* [Exercise details]:
Using the records below, filter out every line that lacks "path" and copy the rest.

* [Provided data]:
//! The VRR controller: state machine, event loop thread and the pipeline-facing API.

use std::collections::HashMap;
use std::os::fd::BorrowedFd;
use std::path::Path;
use std::sync::atomic::{AtomicBool, Ordering};
use std::sync::{Arc, Condvar, Mutex, MutexGuard, PoisonError};
use std::thread::{self, JoinHandle};
use std::time::Duration;

use anyhow::{ensure, Context};
use hwc_vrr_config::{Config, PresentTimeoutController};

use crate::display_context::CommonDisplayContextProvider;
use crate::event_queue::VrrControllerEvent;
use crate::external_event_handler::{
    ExternalEventHandler, ExternalEventHandlerLoader, PresentTimeoutOverride,
};
use crate::interface::{
    DisplayHost, PowerModeListener, PresentListener, RefreshRateChangeListener, VsyncListener,
};
use crate::statistics::DisplayPresentStatistics;
use crate::types::{PowerMode, VrrConfig};
use crate::utils::clock::Clock;

mod fence;
mod inner;
mod record;

pub use fence::{PresentFence, SignalTime};
pub use inner::{
    REFRESH_CTRL_FRAME_INSERTION, REFRESH_CTRL_MIN_REFRESH_RATE, REFRESH_CTRL_PEAK_LOCK,
    REFRESH_CTRL_VALUE_MASK,
};
pub use record::{History, PresentTimeRecord, VrrRecord, VsyncRecord, HISTORY_CAPACITY};

use inner::ControllerInner;

#[derive(Debug, Clone, Copy, PartialEq, Eq)]
pub enum ControllerState {
    /// The display is not in normal power mode, or the controller is disabled.
    Disable,
    Rendering,
    /// No presents for longer than the rendering timeout.
    Hibernate,
}

struct Shared {
    inner: Mutex<ControllerInner>,
    cond: Condvar,
    should_stop: AtomicBool,
}

impl Shared {
    fn lock(&self) -> MutexGuard<'_, ControllerInner> {
        self.inner.lock().unwrap_or_else(PoisonError::into_inner)
    }

    /// Moves fence signal times into the vsync history.
    ///
    /// Fences are queried without the lock held. Fences that have not signaled are dropped.
    fn update_vsync_history(&self) {
        let fences = std::mem::take(&mut self.lock().record.pending_fences);
        if fences.is_empty() {
            return;
        }

        let times: Vec<i64> = fences
            .iter()
            .filter_map(|fence| match fence.signal_time() {
                SignalTime::Signaled(time_ns) => Some(time_ns),
                other => {
                    trace!("dropping present fence: {other:?}");
                    None
                }
            })
            .collect();
        if !times.is_empty() {
            self.lock().add_fence_signal_times(times);
        }
    }
}

/// VRR controller of one display.
///
/// Every method takes the controller lock and wakes the event loop thread, if there is one.
pub struct VariableRefreshRateController {
    shared: Arc<Shared>,
    thread: Option<JoinHandle<()>>,
}

impl VariableRefreshRateController {
    /// Creates a controller without a loop thread.
    ///
    /// Due events run when [`Self::run_pending_events`] is called, which suits tests and trace
    /// replays driven by a manual [`Clock`].
    pub fn new(
        config: &Config,
        host: Arc<dyn DisplayHost>,
        context: Arc<dyn CommonDisplayContextProvider>,
        clock: Clock,
    ) -> anyhow::Result<Self> {
        let display_id = host
            .display_id()
            .context("display has no valid handle")?;
        let inner = ControllerInner::new(config, display_id, host, context, clock);

        Ok(Self {
            shared: Arc::new(Shared {
                inner: Mutex::new(inner),
                cond: Condvar::new(),
                should_stop: AtomicBool::new(false),
            }),
            thread: None,
        })
    }

    /// Creates a controller on the monotonic clock and starts its event loop thread.
    pub fn spawn(
        config: &Config,
        host: Arc<dyn DisplayHost>,
        context: Arc<dyn CommonDisplayContextProvider>,
    ) -> anyhow::Result<Self> {
        let mut controller = Self::new(config, host, context, Clock::monotonic())?;

        let realtime = !config.debug.no_realtime_thread;
        let display_id = controller.shared.lock().display_id;
        let shared = controller.shared.clone();
        let thread = thread::Builder::new()
            .name(format!("vrr-ctl-{display_id}"))
            .spawn(move || run_loop(&shared, realtime))
            .context("error spawning the controller thread")?;
        controller.thread = Some(thread);

        Ok(controller)
    }

    fn with<T>(&self, f: impl FnOnce(&mut ControllerInner) -> T) -> T {
        let rv = f(&mut self.shared.lock());
        self.shared.cond.notify_all();
        rv
    }

    pub fn set_vrr_configurations(&self, configs: HashMap<i32, VrrConfig>) {
        self.with(|inner| inner.set_vrr_configurations(configs));
    }

    /// Switches to a known configuration. Unknown ids are logged and ignored.
    pub fn set_active_vrr_configuration(&self, config_id: i32) {
        self.with(|inner| inner.set_active_vrr_configuration(config_id));
    }

    pub fn set_enable(&self, enabled: bool) {
        self.with(|inner| inner.set_enable(enabled));
    }

    pub fn set_power_mode(&self, mode: PowerMode) {
        self.with(|inner| inner.set_power_mode(mode));
    }

    /// Announces the next present ahead of time, resuming from hibernation.
    pub fn notify_expected_present(&self, timestamp_ns: i64, frame_interval_ns: i64) {
        self.with(|inner| inner.notify_expected_present(timestamp_ns, frame_interval_ns));
    }

    pub fn set_external_event_handler(&self, handler: Box<dyn ExternalEventHandler>) {
        self.with(|inner| inner.set_external_event_handler(handler));
    }

    /// Loads the panel plugin at `path`.
    pub fn load_external_event_handler(&self, path: &Path) -> anyhow::Result<()> {
        let panel_name = self.shared.lock().panel_name.clone();
        let handler = ExternalEventHandlerLoader::load(path, &panel_name)?;
        self.set_external_event_handler(Box::new(handler));
        Ok(())
    }

    pub fn set_present_timeout_controller(&self, controller: PresentTimeoutController) {
        self.with(|inner| inner.set_present_timeout_controller(controller));
    }

    /// Replaces the plugin's frame insertion schedule.
    ///
    /// `schedule` holds `(count, interval_ns)` pairs starting `timeout_ns` after the last
    /// present.
    pub fn set_present_timeout_parameters(&self, timeout_ns: i64, schedule: Vec<(u32, i64)>) {
        let timeout_override = PresentTimeoutOverride {
            timeout_ns,
            schedule,
        };
        self.with(|inner| inner.set_present_timeout_parameters(timeout_override));
    }

    pub fn clear_present_timeout_parameters(&self) {
        self.with(|inner| inner.clear_present_timeout_parameters());
    }

    pub fn set_fixed_refresh_rate_range(&self, min_refresh_rate: u32, min_lock_time_ns: i64) {
        self.with(|inner| inner.set_fixed_refresh_rate_range(min_refresh_rate, min_lock_time_ns));
    }

    pub fn register_refresh_rate_change_listener(
        &self,
        listener: Arc<dyn RefreshRateChangeListener>,
    ) {
        self.with(|inner| inner.register_listener(listener));
    }

    pub fn enable_refresh_rate_indicator(&self, enabled: bool) {
        self.with(|inner| inner.enable_refresh_rate_indicator(enabled));
    }

    pub fn get_statistics(&self) -> DisplayPresentStatistics {
        self.shared.lock().statistics.get_statistics()
    }

    pub fn get_updated_statistics(&self) -> DisplayPresentStatistics {
        self.shared.lock().statistics.get_updated_statistics()
    }

    pub fn dump(&self, out: &mut String) {
        self.shared.lock().dump(out);
    }

    /// Drops every pending event and all history.
    pub fn reset(&self) {
        self.with(|inner| inner.reset());
    }

    pub fn state(&self) -> ControllerState {
        self.shared.lock().state
    }

    /// Last published refresh rate.
    pub fn refresh_rate(&self) -> i32 {
        self.shared.lock().refresh_rate
    }

    pub fn estimated_video_frame_rate(&self) -> i32 {
        self.shared.lock().estimated_video_frame_rate()
    }

    /// Pending events in dispatch order.
    pub fn pending_events(&self) -> Vec<VrrControllerEvent> {
        self.shared.lock().queue.events()
    }

    /// Runs every event due at the clock's current time. Returns how many ran.
    pub fn run_pending_events(&self) -> usize {
        let dispatched = self.shared.lock().dispatch_due();
        if dispatched.transitioned {
            self.shared.update_vsync_history();
        }
        dispatched.handled
    }
}

impl Drop for VariableRefreshRateController {
    fn drop(&mut self) {
        let Some(thread) = self.thread.take() else {
            return;
        };
        {
            let _guard = self.shared.lock();
            self.shared.should_stop.store(true, Ordering::SeqCst);
        }
        self.shared.cond.notify_all();
        if thread.join().is_err() {
            error!("controller thread panicked");
        }
    }
}

impl PresentListener for VariableRefreshRateController {
    fn set_expected_present_time(&self, timestamp_ns: i64, frame_interval_ns: i64) {
        self.with(|inner| inner.set_expected_present_time(timestamp_ns, frame_interval_ns));
    }

    fn on_present(&self, fence: Option<BorrowedFd<'_>>) {
        let _span = tracy_client::span!("VariableRefreshRateController::on_present");

        let fence = fence.and_then(|fd| match PresentFence::dup(fd) {
            Ok(fence) => Some(fence),
            Err(err) => {
                warn!("{err:#}");
                None
            }
        });
        self.with(|inner| inner.on_present(fence));
        self.shared.update_vsync_history();
    }
}

impl VsyncListener for VariableRefreshRateController {
    fn on_vsync(&self, timestamp_ns: i64, vsync_period_ns: i64) {
        self.shared.lock().on_vsync(timestamp_ns, vsync_period_ns);
    }
}

impl PowerModeListener for VariableRefreshRateController {
    fn on_power_state_change(&self, _from: PowerMode, to: PowerMode) {
        self.set_power_mode(to);
    }
}

fn set_realtime_priority() -> anyhow::Result<()> {
    // SAFETY: plain syscalls on the calling thread with a valid sched_param.
    unsafe {
        let priority = libc::sched_get_priority_max(libc::SCHED_FIFO);
        ensure!(priority >= 0, "{}", std::io::Error::last_os_error());

        let mut param: libc::sched_param = std::mem::zeroed();
        param.sched_priority = priority;
        let rv = libc::sched_setscheduler(0, libc::SCHED_FIFO, &param);
        ensure!(rv == 0, "{}", std::io::Error::last_os_error());
    }
    Ok(())
}

fn run_loop(shared: &Shared, realtime: bool) {
    if realtime {
        if let Err(err) = set_realtime_priority() {
            error!("error switching the controller thread to SCHED_FIFO: {err:?}");
            return;
        }
    }

    let mut inner = shared.lock();
    loop {
        if shared.should_stop.load(Ordering::SeqCst) {
            break;
        }

        if !inner.enabled {
            inner = shared.cond.wait(inner).unwrap_or_else(PoisonError::into_inner);
            continue;
        }
        let Some(next_ns) = inner.queue.next_event_time() else {
            inner = shared.cond.wait(inner).unwrap_or_else(PoisonError::into_inner);
            continue;
        };

        let now_ns = inner.clock.now_ns();
        if next_ns > now_ns {
            let timeout = Duration::from_nanos(u64::try_from(next_ns - now_ns).unwrap_or(0));
            inner = match shared.cond.wait_timeout(inner, timeout) {
                Ok((guard, _)) => guard,
                Err(poisoned) => poisoned.into_inner().0,
            };
            continue;
        }

        let dispatched = inner.dispatch_due();
        if dispatched.transitioned {
            drop(inner);
            shared.update_vsync_history();
            inner = shared.lock();
        }
    }

    debug!("exiting controller thread for display {}", inner.display_id);
}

* [Output for this task]:
use std::path::Path;
    /// Loads the panel plugin at `path`.
    pub fn load_external_event_handler(&self, path: &Path) -> anyhow::Result<()> {
        let handler = ExternalEventHandlerLoader::load(path, &panel_name)?;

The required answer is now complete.